Pennsylvania Republican Doug Mastriano accepted $500 from Andrew Torba, the CEO of Gab.
Torba is a self-styled Christian nationalist whose Gab website is favored by far-right extremists.
Mastriano paid Gab $5,000 to promote his campaign but later said Torba "doesn't speak for me."
In July, following fierce criticism from Democrats and Jewish leaders, Republicans among them, Pennsylvania state Sen. Doug Mastriano issued a statement declaring that Andrew Torba, the self-styled Christian nationalist founder of the far-right social network Gab, "doesn't speak for me or my campaign."
Days earlier, however, Mastriano — who won the GOP nomination for governor with the backing of former President Donald Trump — accepted a $500 contribution from Torba, who has frequently posted antisemitic rants and declared Jews unwelcome in his far-right movement, per a campaign finance report released Tuesday and first reported by Politico's Holly Otterbein.
"Doug Mastriano should return this money and immediately condemn Andrew Torba's vile antisemitism," Manuel Bonder, a spokesperson for Mastriano's Democratic opponent, Josh Shapiro, said in a statement to Insider. "Unfortunately we know he won't because he has shown Pennsylvanians time and time again that this is exactly who he is."
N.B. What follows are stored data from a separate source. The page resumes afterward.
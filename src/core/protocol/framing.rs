//! Delimiter framing
//!
//! SW16 frames are self-delimited: every frame ends with a reserved delimiter
//! byte. [`DelimiterFramer`] plugs into `tokio_util::codec::Framed` and yields
//! frame bodies with the delimiter stripped.

use bytes::{Bytes, BytesMut};
use thiserror::Error;
use tokio_util::codec::{Decoder, Encoder};

/// Reserved frame delimiter byte
pub const FRAME_DELIMITER: u8 = 0xDD;

/// Longest body accepted before the delimiter must appear
pub const MAX_FRAME_LEN: usize = 1024;

/// Framing errors
#[derive(Error, Debug)]
pub enum FrameError {
    /// I/O error from the underlying stream
    #[error("I/O error: {0}")]
    Io(#[from] std::io::Error),

    /// No delimiter within the length limit
    #[error("no frame delimiter within {limit} bytes")]
    Oversized {
        /// Length limit that was exceeded
        limit: usize,
    },

    /// Stream ended in the middle of a frame
    #[error("connection closed with {buffered} bytes of an unterminated frame")]
    Incomplete {
        /// Bytes buffered when the stream ended
        buffered: usize,
    },
}

/// Splits a byte stream into delimiter-terminated frames
#[derive(Debug, Clone)]
pub struct DelimiterFramer {
    delimiter: u8,
    max_length: usize,
    // Bytes already searched for the delimiter.
    scanned: usize,
}

impl DelimiterFramer {
    /// Create a framer for the SW16 delimiter
    pub fn new() -> Self {
        Self::with_delimiter(FRAME_DELIMITER)
    }

    /// Create a framer for an arbitrary delimiter byte
    pub fn with_delimiter(delimiter: u8) -> Self {
        Self {
            delimiter,
            max_length: MAX_FRAME_LEN,
            scanned: 0,
        }
    }

    /// Set the maximum body length
    #[must_use]
    pub fn max_length(mut self, max_length: usize) -> Self {
        self.max_length = max_length;
        self
    }
}

impl Default for DelimiterFramer {
    fn default() -> Self {
        Self::new()
    }
}

impl Decoder for DelimiterFramer {
    type Item = BytesMut;
    type Error = FrameError;

    fn decode(&mut self, src: &mut BytesMut) -> Result<Option<BytesMut>, FrameError> {
        let start = self.scanned.min(src.len());
        let found = src[start..]
            .iter()
            .position(|&b| b == self.delimiter)
            .map(|offset| start + offset);

        match found {
            Some(index) if index > self.max_length => Err(FrameError::Oversized {
                limit: self.max_length,
            }),
            Some(index) => {
                self.scanned = 0;
                let mut frame = src.split_to(index + 1);
                frame.truncate(index);
                Ok(Some(frame))
            }
            None if src.len() > self.max_length => Err(FrameError::Oversized {
                limit: self.max_length,
            }),
            None => {
                self.scanned = src.len();
                Ok(None)
            }
        }
    }

    fn decode_eof(&mut self, src: &mut BytesMut) -> Result<Option<BytesMut>, FrameError> {
        match self.decode(src)? {
            Some(frame) => Ok(Some(frame)),
            None if src.is_empty() => Ok(None),
            None => Err(FrameError::Incomplete { buffered: src.len() }),
        }
    }
}

impl Encoder<Bytes> for DelimiterFramer {
    type Error = FrameError;

    // Outgoing frames come fully encoded from the frame codec.
    fn encode(&mut self, item: Bytes, dst: &mut BytesMut) -> Result<(), FrameError> {
        dst.extend_from_slice(&item);
        Ok(())
    }
}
Mastriano did not respond to a request for comment. Since launching his campaign for governor, Mastriano — a PA state senator and 2020 election denier who was seen at the US Capitol on January 6, 2021 — has refused to address questions from the mainstream press, granting interviews only to avowedly conservative media outlets.
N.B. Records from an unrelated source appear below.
//! sw16-setup CLI - validate and register HLK-SW16 relay boards
//!
//! Every device is probed with a status query before it is written to the
//! entry store. Exit codes follow [`ExitCodes`] for scripting.

use clap::{Parser, Subcommand, ValueEnum};
use serde::{Deserialize, Serialize};
use std::path::{Path, PathBuf};
use std::process::ExitCode;
use std::time::Duration;
use sw16_setup::cli::{init_logging, print_exit_codes, CliResult, ExitCodes};
use sw16_setup::{
    classify, AppConfig, ConfigError, ConnectionProber, ConnectionTarget, EntryStore, ErrorCode,
    ImportStep, Probe, SetupFlow, SetupRequest, StoreError, Sw16Codec, UserInput, UserStep,
};

/// CLI output format
#[derive(Debug, Clone, Copy, PartialEq, Eq, ValueEnum)]
enum OutputFormat {
    /// Human-readable text
    Text,
    /// JSON format for scripting
    Json,
}

/// sw16-setup CLI
#[derive(Parser, Debug)]
#[command(
    name = "sw16-setup",
    version,
    about = "Validate and register HLK-SW16 relay boards",
    long_about = None
)]
struct Cli {
    /// Output format
    #[arg(short, long, value_enum, default_value_t = OutputFormat::Text, global = true)]
    format: OutputFormat,

    /// Verbose output
    #[arg(short, long, global = true)]
    verbose: bool,

    /// Quiet mode (errors only)
    #[arg(short, long, global = true)]
    quiet: bool,

    /// Configuration file
    #[arg(long, env = "SW16_SETUP_CONFIG", global = true)]
    config: Option<PathBuf>,

    /// Entry store file
    #[arg(long, env = "SW16_SETUP_STORE", global = true)]
    store: Option<PathBuf>,

    #[command(subcommand)]
    command: Commands,
}

#[derive(Subcommand, Debug)]
enum Commands {
    /// Validate a device and add it to the store
    Add {
        /// Device host name or address
        host: String,

        /// Device port (defaults to the configured port)
        #[arg(short, long)]
        port: Option<u16>,

        /// Display name used as the entry title
        #[arg(short, long)]
        name: Option<String>,
    },

    /// Import devices from a TOML file of `[[device]]` tables
    Import {
        /// File to import
        file: PathBuf,
    },

    /// Probe a device without storing it
    Probe {
        /// Device host name or address
        host: String,

        /// Device port (defaults to the configured port)
        #[arg(short, long)]
        port: Option<u16>,

        /// Handshake deadline in seconds
        #[arg(short, long)]
        timeout: Option<u64>,
    },

    /// List configured devices
    List,

    /// Remove a configured device by `host:port`
    Remove {
        /// Entry key
        key: String,
    },

    /// Show the effective configuration
    Config {
        /// Write a default configuration file if none exists
        #[arg(long)]
        init: bool,
    },

    /// Show exit code table
    ExitCodes,
}

/// Contents of an import file
#[derive(Debug, Deserialize)]
struct ImportFile {
    #[serde(default, rename = "device")]
    devices: Vec<SetupRequest>,
}

#[derive(Debug, Serialize)]
struct ProbeReport {
    target: String,
    outcome: &'static str,
    #[serde(skip_serializing_if = "Option::is_none")]
    detail: Option<String>,
    #[serde(skip_serializing_if = "Option::is_none")]
    error: Option<ErrorCode>,
}

#[derive(Debug, Serialize)]
struct ImportReport {
    key: String,
    #[serde(flatten)]
    step: ImportStatus,
}

#[derive(Debug, Serialize)]
#[serde(tag = "status", rename_all = "snake_case")]
enum ImportStatus {
    Created { title: String },
    Aborted { reason: String },
}

#[tokio::main]
async fn main() -> ExitCode {
    let cli = Cli::parse();

    let config = match load_config(cli.config.as_deref()) {
        Ok(config) => config,
        Err(e) => return finish(&cli, CliResult::from(e)),
    };
    let _log_guard = init_logging(&config.logging, cli.verbose, cli.quiet);
    tracing::debug!("sw16-setup v{}", sw16_setup::VERSION);

    let result = match run(&cli, &config).await {
        Ok(result) => result,
        Err(e) => CliResult::error(exit_code_for(&e), format!("{:#}", e)),
    };
    finish(&cli, result)
}

async fn run(cli: &Cli, config: &AppConfig) -> anyhow::Result<CliResult> {
    match &cli.command {
        Commands::Add { host, port, name } => {
            add_device(cli, config, host, *port, name.as_deref()).await
        }
        Commands::Import { file } => import_devices(cli, config, file).await,
        Commands::Probe { host, port, timeout } => {
            probe_device(cli, config, host, *port, *timeout).await
        }
        Commands::List => list_devices(cli),
        Commands::Remove { key } => remove_device(cli, key),
        Commands::Config { init } => show_config(cli, config, *init),
        Commands::ExitCodes => {
            print_exit_codes();
            Ok(CliResult::success())
        }
    }
}

async fn add_device(
    cli: &Cli,
    config: &AppConfig,
    host: &str,
    port: Option<u16>,
    name: Option<&str>,
) -> anyhow::Result<CliResult> {
    let mut input = UserInput::new(host);
    if let Some(port) = port {
        input = input.port(port);
    }
    if let Some(name) = name {
        input = input.display_name(name);
    }

    let prober = ConnectionProber::new(Sw16Codec::new());
    let mut flow = SetupFlow::new(prober, open_store(cli)?, config.setup.clone());

    match flow.start_with_user_input(Some(input)).await? {
        UserStep::CreateEntry(entry) => {
            let mut store = flow.into_registry();
            let stored = match store.add(entry) {
                Ok(stored) => stored,
                Err(e) => return Ok(CliResult::from(e)),
            };

            if cli.format == OutputFormat::Json {
                println!("{}", serde_json::to_string_pretty(stored)?);
            } else if !cli.quiet {
                println!("Added {} ({})", stored.entry.title, stored.entry.key());
            }
            Ok(CliResult::success())
        }
        UserStep::ShowForm(form) => {
            if cli.format == OutputFormat::Json {
                println!("{}", serde_json::to_string_pretty(&form)?);
            }
            Ok(match form.errors.values().next() {
                Some(code) => CliResult::from(*code),
                None => CliResult::error(ExitCodes::ERROR, "setup did not complete"),
            })
        }
    }
}

async fn import_devices(cli: &Cli, config: &AppConfig, file: &Path) -> anyhow::Result<CliResult> {
    let content = std::fs::read_to_string(file)?;
    let import: ImportFile = toml::from_str(&content)?;

    let mut store = open_store(cli)?;
    let mut reports = Vec::with_capacity(import.devices.len());
    let mut first_failure = None;

    for request in import.devices {
        let key = request.target().key();
        let prober = ConnectionProber::new(Sw16Codec::new());
        let mut flow = SetupFlow::new(prober, store, config.setup.clone());
        let step = flow.start_with_import(request).await?;
        store = flow.into_registry();

        let status = match step {
            ImportStep::CreateEntry(entry) => match store.add(entry) {
                Ok(stored) => ImportStatus::Created {
                    title: stored.entry.title.clone(),
                },
                Err(e) => {
                    let reason = e.to_string();
                    first_failure.get_or_insert_with(|| CliResult::from(e));
                    ImportStatus::Aborted { reason }
                }
            },
            ImportStep::Abort(reason) => {
                first_failure.get_or_insert_with(|| CliResult::from(reason));
                ImportStatus::Aborted {
                    reason: reason.to_string(),
                }
            }
        };
        reports.push(ImportReport { key, step: status });
    }

    if cli.format == OutputFormat::Json {
        println!("{}", serde_json::to_string_pretty(&reports)?);
    } else if !cli.quiet {
        for report in &reports {
            match &report.step {
                ImportStatus::Created { title } => {
                    println!("created  {} ({})", report.key, title)
                }
                ImportStatus::Aborted { reason } => {
                    println!("aborted  {} ({})", report.key, reason)
                }
            }
        }
    }

    Ok(first_failure.unwrap_or_else(CliResult::success))
}

async fn probe_device(
    cli: &Cli,
    config: &AppConfig,
    host: &str,
    port: Option<u16>,
    timeout: Option<u64>,
) -> anyhow::Result<CliResult> {
    let target = ConnectionTarget::new(host, port.unwrap_or(config.setup.default_port));
    let timeout = timeout.map_or_else(|| config.setup.connection_timeout(), Duration::from_secs);

    let prober = ConnectionProber::new(Sw16Codec::new());
    let outcome = prober.probe(&target, timeout).await;

    if cli.format == OutputFormat::Json {
        let report = ProbeReport {
            target: target.key(),
            outcome: outcome.label(),
            detail: outcome.detail().map(str::to_string),
            error: classify(&outcome),
        };
        println!("{}", serde_json::to_string_pretty(&report)?);
    } else if !cli.quiet {
        println!("{}  {}", target, outcome);
    }

    Ok(CliResult::from(&outcome))
}

fn list_devices(cli: &Cli) -> anyhow::Result<CliResult> {
    let store = open_store(cli)?;

    match cli.format {
        OutputFormat::Json => {
            println!("{}", serde_json::to_string_pretty(store.entries())?);
        }
        OutputFormat::Text => {
            if store.is_empty() {
                if !cli.quiet {
                    println!("No devices configured.");
                }
                return Ok(CliResult::success());
            }
            println!("{:<24} {:<28} {}", "KEY", "TITLE", "ADDED");
            for stored in store.entries() {
                println!(
                    "{:<24} {:<28} {}",
                    stored.entry.key(),
                    stored.entry.title,
                    stored.added_at.format("%Y-%m-%d %H:%M")
                );
            }
        }
    }

    Ok(CliResult::success())
}

fn remove_device(cli: &Cli, key: &str) -> anyhow::Result<CliResult> {
    let mut store = open_store(cli)?;

    match store.remove(key)? {
        Some(removed) => {
            if cli.format == OutputFormat::Json {
                println!("{}", serde_json::to_string_pretty(&removed)?);
            }
            Ok(CliResult::success_with_message(format!("Removed {}", removed.entry.title)))
        }
        None => Ok(CliResult::error(ExitCodes::INVALID_ARGS, format!("no entry for {}", key))),
    }
}

fn show_config(cli: &Cli, config: &AppConfig, init: bool) -> anyhow::Result<CliResult> {
    if init {
        let path = config_path(cli.config.as_deref())?;
        if path.exists() {
            return Ok(CliResult::success_with_message(format!(
                "Config already exists at {}",
                path.display()
            )));
        }
        AppConfig::default().save_to(&path)?;
        return Ok(CliResult::success_with_message(format!(
            "Wrote default config to {}",
            path.display()
        )));
    }

    match cli.format {
        OutputFormat::Json => println!("{}", serde_json::to_string_pretty(config)?),
        OutputFormat::Text => print!("{}", toml::to_string_pretty(config)?),
    }
    Ok(CliResult::success())
}

fn load_config(path: Option<&Path>) -> Result<AppConfig, ConfigError> {
    match path {
        Some(path) => AppConfig::load_from(path),
        None => AppConfig::load(),
    }
}

fn config_path(path: Option<&Path>) -> Result<PathBuf, ConfigError> {
    match path {
        Some(path) => Ok(path.to_path_buf()),
        None => sw16_setup::config::default_config_path().ok_or(ConfigError::NoConfigDir),
    }
}

fn open_store(cli: &Cli) -> Result<EntryStore, StoreError> {
    match &cli.store {
        Some(path) => EntryStore::open(path.clone()),
        None => EntryStore::open_default(),
    }
}

fn exit_code_for(err: &anyhow::Error) -> u8 {
    if err.downcast_ref::<ConfigError>().is_some() {
        ExitCodes::CONFIG_ERROR
    } else if let Some(StoreError::Duplicate(_)) = err.downcast_ref::<StoreError>() {
        ExitCodes::ALREADY_CONFIGURED
    } else if err.downcast_ref::<toml::de::Error>().is_some() {
        ExitCodes::INVALID_ARGS
    } else if let Some(e) = err.downcast_ref::<std::io::Error>() {
        CliResult::from(std::io::Error::from(e.kind())).code()
    } else {
        ExitCodes::ERROR
    }
}

fn finish(cli: &Cli, result: CliResult) -> ExitCode {
    match (&result, result.message()) {
        (CliResult::Error(_, _), Some(msg)) => eprintln!("error: {}", msg),
        (CliResult::Success(_), Some(msg)) if !cli.quiet && cli.format == OutputFormat::Text => {
            println!("{}", msg)
        }
        _ => {}
    }
    result.to_exit_code()
}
According to the campaign filing, Torba, a Pennsylvania resident, donated the money on July 22, a day after the Republican Jewish Coalition joined a legion of critics in blasting Mastriano's campaign for its association with Gab. Earlier in the month, it was revealed that Mastriano had paid Gab $5,000 to promote his campaign, with new users of the site automatically following his account, HuffPost reported. Gab was also the site used by the mass shooter who targeted the Tree of Life synagogue in Pittsburgh in 2018, shooting to death 11 people after using the social media network to accuse a Jewish refugee resettlement organization of bringing "invaders in that kill our people."
Mastriano, who was the Trump campaign's "point person" for a scheme to appoint fake electors and overturn the 2020 election, according to emails obtained by The New York Times, also sat for a friendly interview with Torba, despite the latter having "engaged in multiple antisemitic tirades" online, in the words of the Anti-Defamation League.
The Gab founder has shared a cartoon blaming Jews for killing Jesus (a "[h]elpful infographic," he wrote on Twitter) and stated his desire is to overcome "Judeo-Bolshevik" society, using a term preferred by neo-Nazis who paint communism as a Jewish plot. He has also said even conservative Jews are unwelcome, flatly stating, according to Media Matters: "We don't want people who are Jewish."
On July 28, six days after accepting Torba's money, Mastriano deleted his Gab account and issued a statement distancing himself from the site and its founder — while blaming Democrats and the media for "smears."
"Andrew Torba doesn't speak for me or my campaign. I reject antisemitism in any form," Mastriano wrote. Extremist speech, he added, is an "unfortunate but inevitable cost of living in a free society."